Give the number of lines below that contain the word "rpomodoro", and nothing else.
━━━ Data for review ━━━
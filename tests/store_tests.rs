use rpomodoro::errors::AppError;
use rpomodoro::models::DailySettings;
use rpomodoro::utils::date::parse_reset_timestamp;
use std::fs;

mod common;
use common::{at, settings, store_with, temp_store, write_raw};

#[test]
fn test_write_then_read_round_trips() {
    let original = settings(50, 10, 240, 75, Some(at(2026, 3, 14, 9, 26, 53)));
    let (_dir, store) = store_with(&original);

    assert_eq!(store.read().unwrap(), original);
}

#[test]
fn test_round_trip_without_last_reset() {
    let original = settings(25, 5, 360, 0, None);
    let (_dir, store) = store_with(&original);

    assert_eq!(store.read().unwrap(), original);
    let raw = fs::read_to_string(store.path()).unwrap();
    assert_eq!(raw.trim_end(), "25,5,360,0,");
}

#[test]
fn test_row_layout_on_disk() {
    let (_dir, store) = store_with(&settings(30, 7, 400, 12, Some(at(2026, 10, 19, 8, 0, 5))));

    let raw = fs::read_to_string(store.path()).unwrap();
    assert_eq!(raw.trim_end(), "30,7,400,12,2026-10-19T08:00:05");
}

#[test]
fn test_reads_row_with_crlf_and_missing_fifth_field() {
    let (_dir, store) = temp_store();
    write_raw(&store, "25,5,360,42\r\n");

    let s = store.read().unwrap();
    assert_eq!(s, settings(25, 5, 360, 42, None));
}

#[test]
fn test_only_first_row_is_meaningful() {
    let (_dir, store) = temp_store();
    write_raw(&store, "25,5,360,42,2026-10-19T07:00:00\n1,2,3,4,\n");

    let s = store.read().unwrap();
    assert_eq!(s.daily_completed_minutes, 42);
    assert_eq!(s.last_reset, Some(at(2026, 10, 19, 7, 0, 0)));
}

#[test]
fn test_unparseable_timestamp_reads_as_never_reset() {
    let (_dir, store) = temp_store();
    write_raw(&store, "25,5,360,42,yesterday-ish\n");

    assert_eq!(store.read().unwrap().last_reset, None);
}

#[test]
fn test_too_few_fields_is_malformed() {
    let (_dir, store) = temp_store();
    write_raw(&store, "25,5,360\n");

    match store.read() {
        Err(AppError::MalformedRecord(msg)) => assert!(msg.contains("found 3")),
        other => panic!("expected MalformedRecord, got {other:?}"),
    }
}

#[test]
fn test_non_integer_field_is_malformed() {
    let (_dir, store) = temp_store();
    write_raw(&store, "25,five,360,0,\n");

    match store.read() {
        Err(AppError::MalformedRecord(msg)) => assert!(msg.contains("break_minutes")),
        other => panic!("expected MalformedRecord, got {other:?}"),
    }
}

#[test]
fn test_negative_completed_minutes_is_malformed() {
    let (_dir, store) = temp_store();
    write_raw(&store, "25,5,360,-3,\n");

    assert!(matches!(store.read(), Err(AppError::MalformedRecord(_))));
}

#[test]
fn test_empty_file_is_malformed() {
    let (_dir, store) = temp_store();
    write_raw(&store, "");

    assert!(matches!(store.read(), Err(AppError::MalformedRecord(_))));
}

#[test]
fn test_missing_file_is_io_error() {
    let (_dir, store) = temp_store();

    assert!(matches!(store.read(), Err(AppError::Io(_))));
}

#[test]
fn test_init_if_missing_writes_defaults_once() {
    let (dir, _) = temp_store();
    let store = rpomodoro::store::SettingsStore::new(dir.path().join("nested/data.csv"));

    assert!(store.init_if_missing().unwrap());
    assert_eq!(store.read().unwrap(), DailySettings::default());

    write_raw(&store, "1,2,3,4,\n");
    assert!(!store.init_if_missing().unwrap());
    assert_eq!(store.read().unwrap(), settings(1, 2, 3, 4, None));
}

#[test]
fn test_write_leaves_no_temp_file_behind() {
    let (dir, store) = store_with(&DailySettings::default());
    store.write(&settings(1, 1, 1, 1, None)).unwrap();

    let names: Vec<_> = fs::read_dir(dir.path())
        .unwrap()
        .map(|e| e.unwrap().file_name().to_string_lossy().to_string())
        .collect();
    assert_eq!(names, vec!["data.csv".to_string()]);
}

#[test]
fn test_write_into_missing_directory_fails() {
    let (dir, _) = temp_store();
    let store = rpomodoro::store::SettingsStore::new(dir.path().join("nope/data.csv"));

    assert!(store.write(&DailySettings::default()).is_err());
}

#[test]
fn test_parse_reset_timestamp_variants() {
    let expected = at(2026, 10, 19, 8, 30, 0);

    assert_eq!(parse_reset_timestamp("2026-10-19T08:30:00"), Some(expected));
    assert_eq!(parse_reset_timestamp(" 2026-10-19T08:30:00 "), Some(expected));
    assert_eq!(parse_reset_timestamp("2026-10-19 08:30:00"), Some(expected));
    assert_eq!(parse_reset_timestamp("2026-10-19T08:30:00.250"), Some(expected + chrono::TimeDelta::milliseconds(250)));
    assert_eq!(parse_reset_timestamp("2026-10-19"), Some(at(2026, 10, 19, 0, 0, 0)));
    assert_eq!(parse_reset_timestamp(""), None);
    assert_eq!(parse_reset_timestamp("not a date"), None);
}

#[test]
fn test_failed_write_removes_temp_file() {
    let (dir, _) = temp_store();
    // a non-empty directory where the data file should be: rename fails
    let target = dir.path().join("data.csv");
    fs::create_dir_all(target.join("occupied")).unwrap();
    let store = rpomodoro::store::SettingsStore::new(&target);

    assert!(store.write(&DailySettings::default()).is_err());
    assert!(!dir.path().join("data.csv.tmp").exists());
}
━━━
Response area - 6